#### [TASK PROMPT]
Each line of the data below that contains "charset" must be copied.

#### [DATA SECTION]
//! Per-kind object configurations
//!
//! Each config is plain data supplied by the caller and never mutated by an
//! operation (the builder's transport step is the one exception, and it
//! only fills in `transport_request`).

use serde::{Deserialize, Serialize};

use super::object::ObjectConfig;
use crate::constants::DEFAULT_LANGUAGE;
use crate::impl_wire_value_conversions;

fn default_language() -> String {
    DEFAULT_LANGUAGE.to_string()
}

macro_rules! impl_object_config {
    ($config:ident) => {
        impl ObjectConfig for $config {
            fn name(&self) -> &str {
                &self.name
            }

            fn package_name(&self) -> &str {
                &self.package_name
            }

            fn description(&self) -> &str {
                &self.description
            }

            fn transport_request(&self) -> Option<&str> {
                self.transport_request.as_deref()
            }

            fn set_transport_request(&mut self, transport_request: Option<String>) {
                self.transport_request = transport_request;
            }

            fn source_code(&self) -> Option<&str> {
                self.source_code.as_deref()
            }
        }

        impl $config {
            #[must_use]
            pub fn with_source(mut self, source: impl Into<String>) -> Self {
                self.source_code = Some(source.into());
                self
            }

            #[must_use]
            pub fn with_transport(mut self, transport_request: impl Into<String>) -> Self {
                self.transport_request = Some(transport_request.into());
                self
            }

            #[must_use]
            pub fn with_responsible(mut self, user: impl Into<String>) -> Self {
                self.responsible = Some(user.into());
                self
            }
        }
    };
}

// ============================================================================
// Programs
// ============================================================================

/// Program type attribute written on creation
#[derive(Debug, Clone, Copy, PartialEq, Eq, Default, Serialize, Deserialize)]
#[serde(rename_all = "snake_case")]
pub enum ProgramType {
    #[default]
    Executable,
    Include,
    ModulePool,
    SubroutinePool,
    InterfacePool,
    ClassPool,
}

impl_wire_value_conversions!(ProgramType {
    Executable => "executableProgram",
    Include => "includeProgram",
    ModulePool => "modulePool",
    SubroutinePool => "subroutinePool",
    InterfacePool => "interfacePool",
    ClassPool => "classPool",
});

#[derive(Debug, Clone, PartialEq, Eq, Serialize, Deserialize)]
pub struct ProgramConfig {
    pub name: String,
    pub package_name: String,
    pub description: String,
    #[serde(default)]
    pub transport_request: Option<String>,
    #[serde(default)]
    pub program_type: ProgramType,
    #[serde(default)]
    pub source_code: Option<String>,
    #[serde(default = "default_language")]
    pub master_language: String,
    #[serde(default)]
    pub responsible: Option<String>,
}

impl ProgramConfig {
    pub fn new(
        name: impl Into<String>,
        package_name: impl Into<String>,
        description: impl Into<String>,
    ) -> Self {
        Self {
            name: name.into().to_uppercase(),
            package_name: package_name.into().to_uppercase(),
            description: description.into(),
            transport_request: None,
            program_type: ProgramType::default(),
            source_code: None,
            master_language: default_language(),
            responsible: None,
        }
    }

    #[must_use]
    pub fn with_program_type(mut self, program_type: ProgramType) -> Self {
        self.program_type = program_type;
        self
    }
}

impl_object_config!(ProgramConfig);

// ============================================================================
// Classes and interfaces
// ============================================================================

#[derive(Debug, Clone, Copy, PartialEq, Eq, Default, Serialize, Deserialize)]
#[serde(rename_all = "snake_case")]
pub enum ClassVisibility {
    #[default]
    Public,
    Protected,
    Private,
}

impl_wire_value_conversions!(ClassVisibility {
    Public => "public",
    Protected => "protected",
    Private => "private",
});

#[derive(Debug, Clone, PartialEq, Eq, Serialize, Deserialize)]
pub struct ClassConfig {
    pub name: String,
    pub package_name: String,
    pub description: String,
    #[serde(default)]
    pub transport_request: Option<String>,
    #[serde(default)]
    pub superclass: Option<String>,
    #[serde(default = "default_final")]
    pub is_final: bool,
    #[serde(default)]
    pub visibility: ClassVisibility,
    #[serde(default)]
    pub source_code: Option<String>,
    #[serde(default = "default_language")]
    pub master_language: String,
    #[serde(default)]
    pub responsible: Option<String>,
}

fn default_final() -> bool {
    true
}

impl ClassConfig {
    pub fn new(
        name: impl Into<String>,
        package_name: impl Into<String>,
        description: impl Into<String>,
    ) -> Self {
        Self {
            name: name.into().to_uppercase(),
            package_name: package_name.into().to_uppercase(),
            description: description.into(),
            transport_request: None,
            superclass: None,
            is_final: true,
            visibility: ClassVisibility::default(),
            source_code: None,
            master_language: default_language(),
            responsible: None,
        }
    }

    #[must_use]
    pub fn with_superclass(mut self, superclass: impl Into<String>) -> Self {
        self.superclass = Some(superclass.into().to_uppercase());
        self
    }
}

impl_object_config!(ClassConfig);

#[derive(Debug, Clone, PartialEq, Eq, Serialize, Deserialize)]
pub struct InterfaceConfig {
    pub name: String,
    pub package_name: String,
    pub description: String,
    #[serde(default)]
    pub transport_request: Option<String>,
    #[serde(default)]
    pub source_code: Option<String>,
    #[serde(default = "default_language")]
    pub master_language: String,
    #[serde(default)]
    pub responsible: Option<String>,
}
//! ADT protocol constants
//!
//! Centralized location for endpoint paths, header names and content types
//! used by the ADT client.

// Endpoints
pub const DISCOVERY_PATH: &str = "/sap/bc/adt/discovery";
pub const CHECKRUN_PATH: &str = "/sap/bc/adt/checkruns";
pub const ACTIVATION_PATH: &str = "/sap/bc/adt/activation";
pub const DELETION_CHECK_PATH: &str = "/sap/bc/adt/deletion/check";
pub const DELETION_DELETE_PATH: &str = "/sap/bc/adt/deletion/delete";
pub const TRANSPORT_REQUESTS_PATH: &str = "/sap/bc/adt/cts/transportrequests";

// Headers
pub const HEADER_CSRF_TOKEN: &str = "x-csrf-token";
pub const HEADER_SESSION_TYPE: &str = "X-sap-adt-sessiontype";
pub const HEADER_CONNECTION_ID: &str = "sap-adt-connection-id";
pub const CSRF_FETCH: &str = "Fetch";
pub const CSRF_REQUIRED: &str = "Required";

// Content types
pub const CONTENT_TYPE_TEXT: &str = "text/plain; charset=utf-8";
pub const CONTENT_TYPE_CHECKRUN: &str = "application/vnd.sap.adt.checkobjects+xml";
pub const ACCEPT_CHECKRUN: &str = "application/vnd.sap.adt.checkmessages+xml";
pub const CONTENT_TYPE_ACTIVATION: &str = "application/xml";
pub const CONTENT_TYPE_DELETION_CHECK: &str =
    "application/vnd.sap.adt.deletion.check.request.v1+xml";
pub const CONTENT_TYPE_DELETION: &str = "application/vnd.sap.adt.deletion.request.v1+xml";
pub const CONTENT_TYPE_TRANSPORT: &str = "application/vnd.sap.adt.transportorganizer.v1+xml";
pub const ACCEPT_LOCK: &str = "application/vnd.sap.as+xml;charset=UTF-8;dataname=com.sap.adt.lock.result;q=0.8, application/vnd.sap.as+xml;charset=UTF-8;dataname=com.sap.adt.lock.result2;q=0.9";
pub const ACCEPT_VALIDATION: &str = "application/vnd.sap.as+xml";

// Check reporters
pub const CHECK_REPORTER: &str = "abapCheckRun";

// Messages SAP reports that never indicate a real problem in the object.
pub const BENIGN_CHECK_MESSAGES: &[&str] = &["Kerberos library not loaded", "has been checked"];

// Errors an empty function group produces until its first module exists.
pub const EMPTY_FUNCTION_GROUP_MESSAGES: &[&str] =
    &["REPORT/PROGRAM statement is missing", "does not contain any function modules"];

// Defaults
pub const DEFAULT_LANGUAGE: &str = "EN";
pub const DEFAULT_TIMEOUT_SECS: u64 = 30;
pub const DEFAULT_POLL_ATTEMPTS: u32 = 10;
pub const DEFAULT_POLL_INTERVAL_MS: u64 = 1000;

#### [SOLUTION BELOW]
pub const CONTENT_TYPE_TEXT: &str = "text/plain; charset=utf-8";
pub const ACCEPT_LOCK: &str = "application/vnd.sap.as+xml;charset=UTF-8;dataname=com.sap.adt.lock.result;q=0.8, application/vnd.sap.as+xml;charset=UTF-8;dataname=com.sap.adt.lock.result2;q=0.9";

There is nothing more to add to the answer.